Saved data entries
###
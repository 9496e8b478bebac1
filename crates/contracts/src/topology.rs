//! Topology description: exchanges and routing-key templates
//!
//! Pure data, no I/O. Consumed by the broker connection (bootstrap) and the
//! dispatcher (routing-key rendering).

use serde::{Deserialize, Serialize};

/// Exchange type on the broker side
#[derive(Debug, Clone, Copy, PartialEq, Eq, Default, Serialize, Deserialize)]
#[serde(rename_all = "lowercase")]
pub enum ExchangeKind {
    Direct,
    #[default]
    Topic,
    Fanout,
    Headers,
}

/// Declarative exchange definition
///
/// Declared once at startup; identity is `name`. Immutable after construction.
#[derive(Debug, Clone, PartialEq, Eq, Serialize, Deserialize)]
pub struct ExchangeSpec {
    /// Exchange name
    pub name: String,

    /// Exchange type
    #[serde(default)]
    pub kind: ExchangeKind,

    /// Definition survives a broker restart
    #[serde(default = "default_durable")]
    pub durable: bool,

    /// Exchange is deleted once the last binding is removed
    #[serde(default)]
    pub auto_delete: bool,
}

fn default_durable() -> bool {
    true
}

/// Routing-key template holding `{room}` / `{computer}` placeholder tokens
///
/// Substitution is literal token replacement: no escaping, and no validation
/// that the produced key is well-formed for the target exchange type. Template
/// correctness is the topology owner's responsibility.
#[derive(Debug, Clone, PartialEq, Eq, Serialize, Deserialize)]
#[serde(transparent)]
pub struct RoutingTemplate(String);

impl RoutingTemplate {
    /// Create a template from a raw string
    pub fn new(template: impl Into<String>) -> Self {
        Self(template.into())
    }

    /// The raw template string
    pub fn as_str(&self) -> &str {
        &self.0
    }

    /// Replace every `{token}` occurrence with its value, in order
    pub fn fill(&self, vars: &[(&str, &str)]) -> String {
        vars.iter().fold(self.0.clone(), |key, (token, value)| {
            key.replace(&format!("{{{token}}}"), value)
        })
    }

    /// Whether the template contains a `{token}` placeholder
    pub fn has_token(&self, token: &str) -> bool {
        self.0.contains(&format!("{{{token}}}"))
    }
}

impl From<&str> for RoutingTemplate {
    fn from(template: &str) -> Self {
        Self::new(template)
    }
}

/// Complete broker-side topology for command dispatch
#[derive(Debug, Clone, PartialEq, Eq, Serialize, Deserialize)]
pub struct Topology {
    /// Exchanges to declare at startup
    pub exchanges: Vec<ExchangeSpec>,

    /// Exchange all command publishes go through
    pub command_exchange: String,

    /// Per-computer command template (`{room}`, `{computer}`)
    pub computer_routing_key: RoutingTemplate,

    /// Room broadcast template (`{room}`)
    pub room_broadcast_routing_key: RoutingTemplate,
}

impl Topology {
    /// Routing key addressing a single computer in a room
    pub fn computer_key(&self, room_id: &str, computer_id: &str) -> String {
        self.computer_routing_key
            .fill(&[("room", room_id), ("computer", computer_id)])
    }

    /// Routing key addressing every computer in a room
    pub fn room_key(&self, room_id: &str) -> String {
        self.room_broadcast_routing_key.fill(&[("room", room_id)])
    }
}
###
- **HOW TO COMPLETE THIS TASK**: Reproduce every line above, keeping each word exactly as it appears.

- **ANSWER AREA**:
repository 9496e8b478bebac1
filename crates/contracts/src/topology.rs
//! Topology description: exchanges and routing-key templates
//!
//! Pure data, no I/O. Consumed by the broker connection (bootstrap) and the
//! dispatcher (routing-key rendering).

use serde::{Deserialize, Serialize};

/// Exchange type on the broker side
#[derive(Debug, Clone, Copy, PartialEq, Eq, Default, Serialize, Deserialize)]
#[serde(rename_all = "lowercase")]
pub enum ExchangeKind {
    Direct,
    #[default]
    Topic,
    Fanout,
    Headers,
}

/// Declarative exchange definition
///
/// Declared once at startup; identity is `name`. Immutable after construction.
#[derive(Debug, Clone, PartialEq, Eq, Serialize, Deserialize)]
pub struct ExchangeSpec {
    /// Exchange name
    pub name: String,

    /// Exchange type
    #[serde(default)]
    pub kind: ExchangeKind,

    /// Definition survives a broker restart
    #[serde(default = "default_durable")]
    pub durable: bool,

    /// Exchange is deleted once the last binding is removed
    #[serde(default)]
    pub auto_delete: bool,
}

fn default_durable() -> bool {
    true
}

/// Routing-key template holding `{room}` / `{computer}` placeholder tokens
///
/// Substitution is literal token replacement: no escaping, and no validation
/// that the produced key is well-formed for the target exchange type. Template
/// correctness is the topology owner's responsibility.
#[derive(Debug, Clone, PartialEq, Eq, Serialize, Deserialize)]
#[serde(transparent)]
pub struct RoutingTemplate(String);

impl RoutingTemplate {
    /// Create a template from a raw string
    pub fn new(template: impl Into<String>) -> Self {
        Self(template.into())
    }

    /// The raw template string
    pub fn as_str(&self) -> &str {
        &self.0
    }

    /// Replace every `{token}` occurrence with its value, in order
    pub fn fill(&self, vars: &[(&str, &str)]) -> String {
        vars.iter().fold(self.0.clone(), |key, (token, value)| {
            key.replace(&format!("{{{token}}}"), value)
        })
    }

    /// Whether the template contains a `{token}` placeholder
    pub fn has_token(&self, token: &str) -> bool {
        self.0.contains(&format!("{{{token}}}"))
    }
}

impl From<&str> for RoutingTemplate {
    fn from(template: &str) -> Self {
        Self::new(template)
    }
}

/// Complete broker-side topology for command dispatch
#[derive(Debug, Clone, PartialEq, Eq, Serialize, Deserialize)]
pub struct Topology {
    /// Exchanges to declare at startup
    pub exchanges: Vec<ExchangeSpec>,

    /// Exchange all command publishes go through
    pub command_exchange: String,

    /// Per-computer command template (`{room}`, `{computer}`)
    pub computer_routing_key: RoutingTemplate,

    /// Room broadcast template (`{room}`)
    pub room_broadcast_routing_key: RoutingTemplate,
}

impl Topology {
    /// Routing key addressing a single computer in a room
    pub fn computer_key(&self, room_id: &str, computer_id: &str) -> String {
        self.computer_routing_key
            .fill(&[("room", room_id), ("computer", computer_id)])
    }

    /// Routing key addressing every computer in a room
    pub fn room_key(&self, room_id: &str) -> String {
        self.room_broadcast_routing_key.fill(&[("room", room_id)])
    }
}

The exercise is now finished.